-- Data to examine follows --
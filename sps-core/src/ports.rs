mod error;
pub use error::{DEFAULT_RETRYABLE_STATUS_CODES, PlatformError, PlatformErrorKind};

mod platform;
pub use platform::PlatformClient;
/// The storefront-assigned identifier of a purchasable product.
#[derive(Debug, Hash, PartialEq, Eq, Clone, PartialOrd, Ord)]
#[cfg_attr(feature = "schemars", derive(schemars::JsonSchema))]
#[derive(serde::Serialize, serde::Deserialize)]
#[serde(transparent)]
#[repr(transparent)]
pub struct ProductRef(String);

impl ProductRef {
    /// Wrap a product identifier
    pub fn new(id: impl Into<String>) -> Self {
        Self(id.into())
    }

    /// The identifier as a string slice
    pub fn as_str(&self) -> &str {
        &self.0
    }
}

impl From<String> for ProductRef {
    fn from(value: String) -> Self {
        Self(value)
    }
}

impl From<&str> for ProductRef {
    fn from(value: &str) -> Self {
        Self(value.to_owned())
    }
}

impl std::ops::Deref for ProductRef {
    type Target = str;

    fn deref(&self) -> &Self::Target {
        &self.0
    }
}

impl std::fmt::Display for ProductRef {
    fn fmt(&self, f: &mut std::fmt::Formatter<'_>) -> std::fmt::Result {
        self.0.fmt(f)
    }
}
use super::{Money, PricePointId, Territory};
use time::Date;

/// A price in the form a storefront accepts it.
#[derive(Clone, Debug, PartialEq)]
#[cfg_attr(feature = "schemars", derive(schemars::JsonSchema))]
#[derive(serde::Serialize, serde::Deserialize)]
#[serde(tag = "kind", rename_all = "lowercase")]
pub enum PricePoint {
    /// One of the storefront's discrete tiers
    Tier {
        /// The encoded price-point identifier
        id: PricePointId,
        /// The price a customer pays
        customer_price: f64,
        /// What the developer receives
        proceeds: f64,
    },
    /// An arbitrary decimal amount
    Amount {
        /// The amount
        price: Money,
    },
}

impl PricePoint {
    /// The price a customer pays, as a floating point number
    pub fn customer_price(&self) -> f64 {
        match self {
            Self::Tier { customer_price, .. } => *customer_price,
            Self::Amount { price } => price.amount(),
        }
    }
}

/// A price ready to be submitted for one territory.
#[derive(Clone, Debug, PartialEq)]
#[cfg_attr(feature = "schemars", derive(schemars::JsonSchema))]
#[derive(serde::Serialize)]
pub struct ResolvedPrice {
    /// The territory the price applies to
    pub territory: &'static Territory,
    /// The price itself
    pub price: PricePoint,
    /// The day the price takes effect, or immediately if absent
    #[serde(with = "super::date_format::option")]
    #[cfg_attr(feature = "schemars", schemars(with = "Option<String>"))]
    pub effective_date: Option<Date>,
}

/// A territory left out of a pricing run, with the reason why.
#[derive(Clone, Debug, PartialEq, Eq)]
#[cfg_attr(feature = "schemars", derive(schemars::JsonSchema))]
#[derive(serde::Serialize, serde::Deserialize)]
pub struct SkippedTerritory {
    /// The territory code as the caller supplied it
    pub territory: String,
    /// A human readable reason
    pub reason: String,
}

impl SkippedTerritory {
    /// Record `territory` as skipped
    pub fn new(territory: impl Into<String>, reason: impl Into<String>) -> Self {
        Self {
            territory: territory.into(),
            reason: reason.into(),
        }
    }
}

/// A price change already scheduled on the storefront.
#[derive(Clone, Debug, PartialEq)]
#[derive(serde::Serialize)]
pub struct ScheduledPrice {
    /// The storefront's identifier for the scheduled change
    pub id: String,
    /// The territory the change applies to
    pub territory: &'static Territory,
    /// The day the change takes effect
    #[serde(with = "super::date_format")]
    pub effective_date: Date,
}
-- Data to examine concluded --
_What is required:_ What is needed is an exact restatement of every record above.

_Answer section:_
filename sps-core/src/ports.rs
mod error;
pub use error::{DEFAULT_RETRYABLE_STATUS_CODES, PlatformError, PlatformErrorKind};

mod platform;
pub use platform::PlatformClient;
/// The storefront-assigned identifier of a purchasable product.
#[derive(Debug, Hash, PartialEq, Eq, Clone, PartialOrd, Ord)]
#[cfg_attr(feature = "schemars", derive(schemars::JsonSchema))]
#[derive(serde::Serialize, serde::Deserialize)]
#[serde(transparent)]
#[repr(transparent)]
pub struct ProductRef(String);

impl ProductRef {
    /// Wrap a product identifier
    pub fn new(id: impl Into<String>) -> Self {
        Self(id.into())
    }

    /// The identifier as a string slice
    pub fn as_str(&self) -> &str {
        &self.0
    }
}

impl From<String> for ProductRef {
    fn from(value: String) -> Self {
        Self(value)
    }
}

impl From<&str> for ProductRef {
    fn from(value: &str) -> Self {
        Self(value.to_owned())
    }
}

impl std::ops::Deref for ProductRef {
    type Target = str;

    fn deref(&self) -> &Self::Target {
        &self.0
    }
}

impl std::fmt::Display for ProductRef {
    fn fmt(&self, f: &mut std::fmt::Formatter<'_>) -> std::fmt::Result {
        self.0.fmt(f)
    }
}
use super::{Money, PricePointId, Territory};
use time::Date;

/// A price in the form a storefront accepts it.
#[derive(Clone, Debug, PartialEq)]
#[cfg_attr(feature = "schemars", derive(schemars::JsonSchema))]
#[derive(serde::Serialize, serde::Deserialize)]
#[serde(tag = "kind", rename_all = "lowercase")]
pub enum PricePoint {
    /// One of the storefront's discrete tiers
    Tier {
        /// The encoded price-point identifier
        id: PricePointId,
        /// The price a customer pays
        customer_price: f64,
        /// What the developer receives
        proceeds: f64,
    },
    /// An arbitrary decimal amount
    Amount {
        /// The amount
        price: Money,
    },
}

impl PricePoint {
    /// The price a customer pays, as a floating point number
    pub fn customer_price(&self) -> f64 {
        match self {
            Self::Tier { customer_price, .. } => *customer_price,
            Self::Amount { price } => price.amount(),
        }
    }
}

/// A price ready to be submitted for one territory.
#[derive(Clone, Debug, PartialEq)]
#[cfg_attr(feature = "schemars", derive(schemars::JsonSchema))]
#[derive(serde::Serialize)]
pub struct ResolvedPrice {
    /// The territory the price applies to
    pub territory: &'static Territory,
    /// The price itself
    pub price: PricePoint,
    /// The day the price takes effect, or immediately if absent
    #[serde(with = "super::date_format::option")]
    #[cfg_attr(feature = "schemars", schemars(with = "Option<String>"))]
    pub effective_date: Option<Date>,
}

/// A territory left out of a pricing run, with the reason why.
#[derive(Clone, Debug, PartialEq, Eq)]
#[cfg_attr(feature = "schemars", derive(schemars::JsonSchema))]
#[derive(serde::Serialize, serde::Deserialize)]
pub struct SkippedTerritory {
    /// The territory code as the caller supplied it
    pub territory: String,
    /// A human readable reason
    pub reason: String,
}

impl SkippedTerritory {
    /// Record `territory` as skipped
    pub fn new(territory: impl Into<String>, reason: impl Into<String>) -> Self {
        Self {
            territory: territory.into(),
            reason: reason.into(),
        }
    }
}

/// A price change already scheduled on the storefront.
#[derive(Clone, Debug, PartialEq)]
#[derive(serde::Serialize)]
pub struct ScheduledPrice {
    /// The storefront's identifier for the scheduled change
    pub id: String,
    /// The territory the change applies to
    pub territory: &'static Territory,
    /// The day the change takes effect
    #[serde(with = "super::date_format")]
    pub effective_date: Date,
}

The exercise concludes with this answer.